A. littoralis. Credit: [email protected]
In coastal communities across Brazil, people have used the plant Alternanthera littoralis—sometimes referred to locally as Joseph’s Coat—to treat inflammation and infections.
Now a team of Brazilian scientists has put that tradition through a modern stress test: standardized extracts, controlled dosing, and multiple animal models designed to mimic acute joint inflammation. In mice, the extract reduced swelling and pain-related sensitivity, while also changing markers tied to inflammation.
The work, published in the Journal of Ethnopharmacology, does not mean people should start self-medicating with a beach plant. But it does add something folk medicine rarely gets: a growing stack of quantitative evidence, as well as a careful look at safety, before anyone talks about capsules, tinctures, or clinic visits.
Evidence From Animal Models
The research brought together scientists from three Brazilian universities. Working in the lab, they made an alcohol-based extract from the parts of the plant that grow above ground, then tested it in mice using standard methods that researchers commonly use to study inflammation and arthritis.
In one set of experiments, the team triggered inflammation in a mouse’s knee joint using a substance that reliably activates the immune system. Mice that received the plant extract developed less swelling and reacted less strongly to pain. Fewer immune cells flooded into the joint, a sign that inflammation had eased.
In a second set of tests, the researchers focused on inflammatory pain in the paw. They measured how sensitive the animals were to pressure and cold, how much swelling developed, and how strongly the immune system responded at a chemical level. Again, mice treated with the extract showed less pain and lower signs of immune activity.
Taken together, the results followed a consistent pattern. “In the experimental models, we observed reduced edema, improved joint parameters, and modulation of inflammatory mediators, suggesting antioxidant and tissue-protective actions,” said Arielle Cristina Arena, a biologist at São Paulo State University who oversaw the safety testing.
Where These Results Fit
Credit: Journal of Ethnopharmacology (2026).
Osteoarthritis affects tens of millions of people around the world, and many continue to struggle even when they follow standard medical advice. Exercise, weight management, and physiotherapy can help, but for many patients they are not enough to control pain and stiffness.
Options for pain relief are also limited. Available drugs often provide only short-term benefit and may cause side effects with long-term use, leaving a large number of people living with persistent joint pain.
These gaps explain why scientists keep revisiting traditional plants. Many modern medicines started as natural compounds, then moved through a long pipeline: identification, isolation, dosing, safety testing, and—most importantly—human trials.
This new study sits near the front of that pipeline. It tests an extract, not a purified drug. However, it does not model the slow, years-long cartilage breakdown that drives osteoarthritis in humans. Instead, it focuses on induced inflammation in mice.

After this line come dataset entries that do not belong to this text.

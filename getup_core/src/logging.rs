//! Tracing setup for the `getup` binary.
//!
//! Engine logs (lifecycle changes, saved sessions, skipped frames) go to
//! stderr so replay output on stdout stays readable. `RUST_LOG` replaces the
//! default filter entirely.

use tracing_subscriber::{fmt, prelude::*, EnvFilter};

/// Targets shown at the chosen level; everything else stays at `warn`
const GETUP_TARGETS: [&str; 2] = ["getup_core", "getup"];

/// Log our own crates at INFO
pub fn init() {
    init_with_level("info")
}

/// Filter directives used when `RUST_LOG` is unset
pub fn default_directives(level: &str) -> String {
    GETUP_TARGETS
        .iter()
        .fold(String::from("warn"), |directives, target| {
            format!("{},{}={}", directives, target, level)
        })
}

pub fn init_with_level(level: &str) {
    let filter = EnvFilter::try_from_default_env()
        .unwrap_or_else(|_| EnvFilter::new(default_directives(level)));

    tracing_subscriber::registry()
        .with(filter)
        .with(
            fmt::layer()
                .compact()
                .with_target(false)
                .with_writer(std::io::stderr),
        )
        .init();
}

/// Initialize logging for testing (captures logs for test output)
#[cfg(test)]
pub fn init_test() {
    let _ = tracing_subscriber::fmt()
        .with_test_writer()
        .with_env_filter(EnvFilter::new(default_directives("debug")))
        .try_init();
}
#![forbid(unsafe_code)]

//! Core exercise-analysis engine for GetUp.
//!
//! This crate provides:
//! - Domain types (joints, snapshots, feedback, exercises, sessions)
//! - Joint geometry and per-exercise posture analysis
//! - The rep state machine and the workout session controller
//! - A single-consumer frame pipeline
//! - Persistence (session WAL) and history

pub mod types;
pub mod error;
pub mod geometry;
pub mod posture;
pub mod catalog;
pub mod rep_counter;
pub mod controller;
pub mod pipeline;
pub mod config;
pub mod logging;
pub mod wal;
pub mod history;

// Re-export commonly used types
pub use error::{Error, Result};
pub use types::*;
pub use catalog::{build_default_catalog, get_default_catalog};
pub use config::Config;
pub use controller::{
    CaptureControl, FrameOutcome, LifecycleState, NoCapture, WorkoutController, WorkoutEvent,
    WorkoutPlan,
};
pub use rep_counter::{RepEvent, RepPhase};
pub use wal::{JsonlSink, MemorySink, SessionSink};
pub use history::{find_last_session, load_recent_sessions, weekly_stats, WeeklyStats};
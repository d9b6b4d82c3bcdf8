//! Joint geometry primitives.
//!
//! Stateless helpers over normalized joint positions. [`angle`] never fails:
//! a zero-length ray yields 0°. [`try_angle`] and [`primary_angle`] report
//! that case as `None` instead.

use crate::{Joint, JointName, JointSnapshot, PrimaryAngle, Side};

/// Confidence a joint needs before any analyzer trusts it
pub const DEFAULT_MIN_CONFIDENCE: f64 = 0.3;

/// Angle at `vertex` between the rays to `a` and `b`, in degrees `[0, 180]`
pub fn angle(a: &Joint, vertex: &Joint, b: &Joint) -> f64 {
    try_angle(a, vertex, b).unwrap_or(0.0)
}

/// Like [`angle`], but `None` when either ray has zero length
pub fn try_angle(a: &Joint, vertex: &Joint, b: &Joint) -> Option<f64> {
    let (ax, ay) = (a.x - vertex.x, a.y - vertex.y);
    let (bx, by) = (b.x - vertex.x, b.y - vertex.y);

    let mag_a = (ax * ax + ay * ay).sqrt();
    let mag_b = (bx * bx + by * by).sqrt();
    if mag_a == 0.0 || mag_b == 0.0 {
        return None;
    }

    let cos_angle = ((ax * bx + ay * by) / (mag_a * mag_b)).clamp(-1.0, 1.0);
    Some(cos_angle.acos().to_degrees())
}

/// Confidence gate
pub fn is_reliable(joint: &Joint, threshold: f64) -> bool {
    joint.confidence >= threshold
}

/// Midpoint of two joints as `(x, y)`
pub fn midpoint(a: &Joint, b: &Joint) -> (f64, f64) {
    ((a.x + b.x) / 2.0, (a.y + b.y) / 2.0)
}

/// Horizontal distance between the shoulder and hip midpoints.
///
/// Large values mean the torso is leaning or swinging.
pub fn torso_lean(
    left_shoulder: &Joint,
    right_shoulder: &Joint,
    left_hip: &Joint,
    right_hip: &Joint,
) -> f64 {
    let (shoulder_x, _) = midpoint(left_shoulder, right_shoulder);
    let (hip_x, _) = midpoint(left_hip, right_hip);
    (shoulder_x - hip_x).abs()
}

/// Primary angle of an exercise, measured on the right side if all three
/// joints are reliable there and both rays have length, otherwise on the
/// left side.
pub fn primary_angle(snapshot: &JointSnapshot, spec: &PrimaryAngle) -> Option<f64> {
    [Side::Right, Side::Left].into_iter().find_map(|side| {
        let a = snapshot.reliable(JointName::sided(spec.endpoint_a, side))?;
        let vertex = snapshot.reliable(JointName::sided(spec.vertex, side))?;
        let b = snapshot.reliable(JointName::sided(spec.endpoint_b, side))?;
        try_angle(&a, &vertex, &b)
    })
}
//! Posture analysis: one rule set per exercise.
//!
//! Every analyzer maps a joint snapshot to a [`PostureFeedback`]. Analyzers
//! gather the joints they need first and fall back to
//! [`PostureFeedback::waiting`] when any of them is missing or unreliable.
//! Safety checks (leaning, knees caving, swinging) run before the angle
//! buckets and short-circuit.
//!
//! Vertical comparisons assume the pose source's y axis grows upward.

pub mod strength;
pub mod yoga;

use crate::{ExerciseDefinition, Joint, JointName, JointSnapshot, LimbJoint, PostureFeedback, Side};

/// Run the exercise's rule set against one snapshot
pub fn analyze(definition: &ExerciseDefinition, snapshot: &JointSnapshot) -> PostureFeedback {
    if snapshot.is_empty() {
        return PostureFeedback::waiting();
    }
    (definition.analyze)(snapshot)
}

/// Reliable left/right pair of a limb joint
pub(crate) fn pair(snapshot: &JointSnapshot, limb: LimbJoint) -> Option<(Joint, Joint)> {
    let left = snapshot.reliable(JointName::sided(limb, Side::Left))?;
    let right = snapshot.reliable(JointName::sided(limb, Side::Right))?;
    Some((left, right))
}

/// Several limb joints taken from the same side, right side first
pub(crate) fn same_side<const N: usize>(
    snapshot: &JointSnapshot,
    limbs: [LimbJoint; N],
) -> Option<[Joint; N]> {
    [Side::Right, Side::Left].into_iter().find_map(|side| {
        let mut joints = [Joint::new(0.0, 0.0, 0.0); N];
        for (slot, limb) in joints.iter_mut().zip(limbs) {
            *slot = snapshot.reliable(JointName::sided(limb, side))?;
        }
        Some(joints)
    })
}

/// Both wrists at least `margin` above their shoulders
pub(crate) fn arms_overhead(
    shoulders: (Joint, Joint),
    wrists: Option<(Joint, Joint)>,
    margin: f64,
) -> bool {
    match wrists {
        Some((left_wrist, right_wrist)) => {
            left_wrist.y > shoulders.0.y + margin && right_wrist.y > shoulders.1.y + margin
        }
        None => false,
    }
}

#[cfg(test)]
pub(crate) mod fixtures {
    //! Snapshot builders shared by the analyzer tests.

    use crate::{Joint, JointName, JointSnapshot};

    pub fn snapshot(joints: &[(JointName, f64, f64)]) -> JointSnapshot {
        joints
            .iter()
            .fold(JointSnapshot::empty(), |snap, &(name, x, y)| {
                snap.with_joint(name, Joint::new(x, y, 0.9))
            })
    }

    /// Same snapshot with every confidence forced to `confidence`
    pub fn with_confidence(snapshot: &JointSnapshot, confidence: f64) -> JointSnapshot {
        use JointName::*;
        let mut out = JointSnapshot::empty();
        for name in [
            Nose, Neck, Root, LeftShoulder, RightShoulder, LeftElbow, RightElbow, LeftWrist,
            RightWrist, LeftHip, RightHip, LeftKnee, RightKnee, LeftAnkle, RightAnkle,
        ] {
            if let Some(joint) = snapshot.get(name) {
                out.insert(name, Joint::new(joint.x, joint.y, confidence));
            }
        }
        out
    }

    /// Upright figure facing the camera, arms hanging, legs straight
    pub fn standing() -> JointSnapshot {
        use JointName::*;
        snapshot(&[
            (Nose, 0.50, 0.90),
            (Neck, 0.50, 0.80),
            (LeftShoulder, 0.42, 0.78),
            (RightShoulder, 0.58, 0.78),
            (LeftElbow, 0.40, 0.62),
            (RightElbow, 0.60, 0.62),
            (LeftWrist, 0.40, 0.48),
            (RightWrist, 0.60, 0.48),
            (Root, 0.50, 0.50),
            (LeftHip, 0.45, 0.50),
            (RightHip, 0.55, 0.50),
            (LeftKnee, 0.45, 0.30),
            (RightKnee, 0.55, 0.30),
            (LeftAnkle, 0.45, 0.10),
            (RightAnkle, 0.55, 0.10),
        ])
    }
}

#[cfg(test)]
mod tests {
    use super::fixtures::*;
    use super::*;
    use crate::catalog::get_default_catalog;

    #[test]
    fn test_empty_snapshot_waits_for_every_exercise() {
        for definition in get_default_catalog().exercises.values() {
            assert_eq!(
                analyze(definition, &JointSnapshot::empty()),
                PostureFeedback::waiting(),
                "{} should wait on an empty frame",
                definition.id
            );
        }
    }

    #[test]
    fn test_low_confidence_waits_for_every_exercise() {
        let dim = with_confidence(&standing(), 0.1);
        for definition in get_default_catalog().exercises.values() {
            assert!(
                analyze(definition, &dim).is_waiting(),
                "{} should wait when no joint is reliable",
                definition.id
            );
        }
    }

    #[test]
    fn test_same_side_requires_one_complete_side() {
        use JointName::*;
        let snap = snapshot(&[
            (LeftShoulder, 0.4, 0.8),
            (LeftElbow, 0.4, 0.6),
            (RightShoulder, 0.6, 0.8),
        ]);
        let [shoulder, elbow] =
            same_side(&snap, [LimbJoint::Shoulder, LimbJoint::Elbow]).unwrap();
        assert_eq!(shoulder.x, 0.4);
        assert_eq!(elbow.y, 0.6);

        assert!(same_side(&snap, [LimbJoint::Shoulder, LimbJoint::Wrist]).is_none());
    }
}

Even so, the researchers’ approach moves the plant toward a higher bar: results that can be measured and compared. In the study itself, the authors conclude that the extract showed “significant anti-inflammatory, analgesic, and anti-arthritic effects in multiple in vivo models, with comparable efficacy to prednisolone in several parameters.”
Safety Comes First
Effects on pain and swelling tell only part of the story. Researchers also tested whether the extract disrupted basic body functions, a key requirement for any substance intended for long-term use.
“Finally, we performed the toxicological analyses under my coordination,” Arena said. In acute tests, mice received doses up to 2000 mg/kg with no deaths and no obvious signs of toxicity, a result consistent with a “low toxicity” classification under OECD guidance described in the paper.
The more telling test came from repeated dosing over 28 days. The researchers reported no major changes in body weight, food and water intake, organ weights, or blood counts. But they did see a consistent increase in ALT, a liver enzyme that can rise when liver cells are stressed or damaged.
The authors note that the ALT increase was not accompanied by other abnormal biochemical markers, and they call for longer-term studies and tissue-level examinations to clarify the risk.